Die alltäglich vorkommenden Fragen zur Fahrtauglichkeit erfordern keine verkehrsmedizinische Begutachtung, sondern nur entsprechende Empfehlungen des Arztes an seinen Patienten; jeder Arzt muss solche Empfehlungen aussprechen können und dabei die weitreichenden Konsequenzen für den Betroffenen, die Straßenverkehrssicherheit und den Arzt bedenken. Zu Fahreignung und Fahrtauglichkeit gibt es wenig wissenschaftliche Literatur, jedoch hilfreiche Handreichungen mit entsprechenden Empfehlungen.2, 3, 4
Jeder Arzt ist auch verpflichtet, Patienten unaufgefordert darüber aufzuklären, wenn er eine fehlende oder eingeschränkte Fahreignung festgestellt hat.
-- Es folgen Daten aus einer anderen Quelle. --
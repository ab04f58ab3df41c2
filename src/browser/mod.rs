//! Chrome/Chromium session management
//!
//! [`BrowserSession`] is the production [`crate::driver::PageDriver`]: it launches a browser
//! through headless_chrome and answers element lookups by evaluating a script in the page.

pub mod config;
pub mod session;

pub use config::{DEFAULT_USER_AGENT, LaunchOptions};
pub use session::BrowserSession;
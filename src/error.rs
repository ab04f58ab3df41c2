use std::time::Duration;

use thiserror::Error;

use crate::scrape::Stage;

/// Errors produced while driving the browser or building a menu
#[derive(Debug, Error)]
pub enum ScrapeError {
    /// The browser process could not be started or its first tab could not be opened
    #[error("Failed to launch browser: {0}")]
    LaunchFailed(String),

    /// The page did not load or its anchor element never appeared
    #[error("Navigation failed: {0}")]
    NavigationFailed(String),

    /// No visible element matched the requested value for a selection stage
    #[error(
        "Could not select {stage} '{value}' (tried: {}; available: {})",
        join_or_none(.tried),
        join_or_none(.available)
    )]
    SelectionFailed {
        stage: Stage,
        value: String,
        tried: Vec<String>,
        available: Vec<String>,
    },

    /// Page text was unavailable or held no menu section
    #[error("Extraction failed: {0}")]
    ExtractionFailed(String),

    /// A bounded wait ran out
    #[error("Timed out after {timeout:?} waiting for {what}")]
    Timeout { what: String, timeout: Duration },

    /// A previously found element could not be acted on
    #[error("Element not found: {0}")]
    ElementNotFound(String),

    /// A script evaluated in the page failed or returned something unexpected
    #[error("JavaScript evaluation failed: {0}")]
    EvaluationFailed(String),

    #[error("Invalid configuration: {0}")]
    InvalidConfig(String),

    #[error("I/O error: {0}")]
    Io(#[from] std::io::Error),

    #[error("Serialization error: {0}")]
    Serialization(#[from] serde_json::Error),
}

fn join_or_none(values: &[String]) -> String {
    if values.is_empty() { "none found".to_string() } else { values.join(", ") }
}

impl ScrapeError {
    /// True for errors that came out of a bounded wait
    pub fn is_timeout(&self) -> bool {
        matches!(self, Self::Timeout { .. })
    }
}

pub type Result<T> = std::result::Result<T, ScrapeError>;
Missachtet ein Patient ein ärztliches Fahrverbot, macht er sich u. U. strafbar (§ 315c Abs. 1 Nr. 1, § 316 StGB). In bestimmten Fällen werden vom Arzt in Abhängigkeit einer individuellen Wertung sogar darüberhinausgehende Maßnahmen verlangt, wenn der Patient dem Fahrverbot nicht folgt. Für Verletzungen der ärztlichen Schweigepflicht kann ein rechtfertigender Notstand vorliegen (§ 34 StGB).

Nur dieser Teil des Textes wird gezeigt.